In a high-end fight, the U.S. and Australian air forces, alongside regional, long-time allies, will have to not only penetrate enemy airspace, but also protect our ships and set the conditions for the ground forces to ensure our coalition can dominate in a multi-domain fight. In the era of digital age warfare, our combined air forces will have to compete and win in all domains, not just in an intense aerial battle.
“Over the past few weeks, our air forces’ training focused on effectively fighting for and gaining control of the air and electromagnetic spectrum, with the goal of simulating strike weapons on both land and maritime enemy assets as part of the exercise scenario,” explained Group Captain Stephen Chappell, RAAF Amberley’s TS19 task unit commander and 82 wing commander. “Combat operations will grow in complexity and our training continues to evolve to meet this challenge.”
Collectively, the U.S. and Australia deployed complimentary combat capabilities that tackled every mission area needed to win in a future, multi-domain scenario, ranging from seamless battlefield situational awareness hand-off between the U.S. Air Force E-3 Sentry and the RAAF E-7 Wedgetail to fourth and fifth generation integration between the F-22 Raptor and the U.S. Navy and RAAF F/A-18 Super Hornets. Not to mention the employment of electronic warfare platforms like the RAAF E/A-18 Growler and the reliable, deep-penetrating B-52H Stratofortress.
By deploying the right combat capability to the exercise, the U.S. Air Force, U.S. Navy and RAAF met significant milestones and achievements that furthered the interoperability of our forces.
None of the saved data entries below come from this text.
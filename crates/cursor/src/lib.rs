//! # Cursor — sequential archive byte access
//!
//! A forward-only cursor over the fully-loaded bytes of one archive file.
//! Every multi-byte integer in the archive format is little-endian, and
//! every read is bounds-checked against the bytes actually available, so
//! a truncated file surfaces as a typed [`Truncated`] error instead of a
//! panic or a short read.
//!
//! The cursor never seeks backward. Forward movement happens through the
//! `read_*` methods and [`skip`](ByteCursor::skip); [`find`](ByteCursor::find)
//! locates a byte pattern ahead of the cursor (used for marker-based
//! resynchronization) without moving it.

use byteorder::{ByteOrder, LittleEndian};
use std::io::Read;

use thiserror::Error;

/// A read required more bytes than the archive has left.
///
/// The cursor position is unchanged when this is returned — the caller can
/// still inspect or scan the unread tail.
#[derive(Debug, Clone, Copy, PartialEq, Eq, Error)]
#[error("needed {needed} bytes but only {remaining} remain")]
pub struct Truncated {
    /// Bytes the failed read required.
    pub needed: usize,
    /// Bytes that were actually left.
    pub remaining: usize,
}

/// Forward-only cursor over an in-memory archive image.
#[derive(Debug)]
pub struct ByteCursor {
    buf: Vec<u8>,
    pos: usize,
}

impl ByteCursor {
    /// Wraps an already-loaded archive image.
    pub fn from_vec(buf: Vec<u8>) -> Self {
        ByteCursor { buf, pos: 0 }
    }

    /// Reads `source` to end and wraps the result.
    ///
    /// The source is consumed and dropped before this returns, so file
    /// handles are released at construction time.
    pub fn from_reader<R: Read>(mut source: R) -> std::io::Result<Self> {
        let mut buf = Vec::new();
        source.read_to_end(&mut buf)?;
        Ok(ByteCursor { buf, pos: 0 })
    }

    /// Absolute byte offset of the next unread byte.
    pub fn position(&self) -> usize {
        self.pos
    }

    /// Bytes left between the cursor and the end of the archive.
    pub fn remaining(&self) -> usize {
        self.buf.len() - self.pos
    }

    /// Returns the next `n` bytes and advances past them.
    pub fn read_exact(&mut self, n: usize) -> Result<&[u8], Truncated> {
        if self.remaining() < n {
            return Err(Truncated {
                needed: n,
                remaining: self.remaining(),
            });
        }
        let slice = &self.buf[self.pos..self.pos + n];
        self.pos += n;
        Ok(slice)
    }

    /// Reads one byte.
    pub fn read_u8(&mut self) -> Result<u8, Truncated> {
        let b = self.read_exact(1)?;
        Ok(b[0])
    }

    /// Reads a little-endian unsigned 16-bit value.
    pub fn read_u16_le(&mut self) -> Result<u16, Truncated> {
        let b = self.read_exact(2)?;
        Ok(LittleEndian::read_u16(b))
    }

    /// Advances the cursor `n` bytes without inspecting them.
    pub fn skip(&mut self, n: usize) -> Result<(), Truncated> {
        if self.remaining() < n {
            return Err(Truncated {
                needed: n,
                remaining: self.remaining(),
            });
        }
        self.pos += n;
        Ok(())
    }

    /// Finds the next occurrence of `needle` at or after the cursor.
    ///
    /// Returns the absolute offset of the first matching byte, or `None`
    /// if the pattern does not occur in the unread tail. The cursor does
    /// not move; callers decide whether to [`skip`](ByteCursor::skip) to
    /// the match.
    ///
    /// Knuth-Morris-Pratt, so a marker straddling repeated prefix bytes is
    /// still found in one pass.
    pub fn find(&self, needle: &[u8]) -> Option<usize> {
        if needle.is_empty() || self.remaining() < needle.len() {
            return None;
        }
        let table = failure_table(needle);
        let mut matched = 0;
        for (i, &b) in self.buf[self.pos..].iter().enumerate() {
            while matched > 0 && b != needle[matched] {
                matched = table[matched - 1];
            }
            if b == needle[matched] {
                matched += 1;
            }
            if matched == needle.len() {
                return Some(self.pos + i + 1 - matched);
            }
        }
        None
    }
}

/// KMP partial-match table: `table[i]` is the length of the longest proper
/// prefix of `needle[..=i]` that is also a suffix of it.
fn failure_table(needle: &[u8]) -> Vec<usize> {
    let mut table = vec![0usize; needle.len()];
    let mut k = 0;
    for i in 1..needle.len() {
        while k > 0 && needle[i] != needle[k] {
            k = table[k - 1];
        }
        if needle[i] == needle[k] {
            k += 1;
        }
        table[i] = k;
    }
    table
}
For the first time in the Indo-Pacific region, a RAAF KC-30A refueled the U.S. Air Force F-22 Raptor. With this initial test and training hurdle overcome, the U.S. and Royal Australian air forces have another viable option for extending the power projection capabilities of the F-22 in the Indo-Pacific.
Also, during the past three weeks, the combined, joint air forces continued to develop a common understanding for the survivability and detectability of fourth- and fifth-generation aircraft and advanced the integration between air and maritime forces in a denied environment.
“Talisman Sabre 19 provided the ideal platform for the U.S. Air Force, U.S. Navy and RAAF to integrate air and sea operations to train for the high-end fight. Although the U.S. Air Force and U.S. Navy train together in many other exercises in the region, this iteration of Talisman Sabre was unique because it allowed our combined and joint forces to focus on countering a denied air and maritime environment,” added Baldwin. “Going forward, in future Talisman Sabre iterations, we intend to further the progress made here by advancing the interoperability between combined air force and navy capabilities to ensure we can collectively access any denied space.”
So, for Talisman Sabre 19, what does it mean to exercise for a high-end fight and achieve air superiority? In laymen’s terms, it means the U.S. Air Force, U.S. Navy and RAAF will continue to develop and evolve training for scenarios against near-peer competitors, where freedom of movement in the air and sea is not guaranteed. In the high-end fight, joint, combined forces will have to fight to own the airspace above land and sea, as well as collectively penetrate denied air and maritime spaces with an orchestra of well-trained, tried and tested, airpower that seamlessly integrates across services and cultures to rapidly dominate in all domains.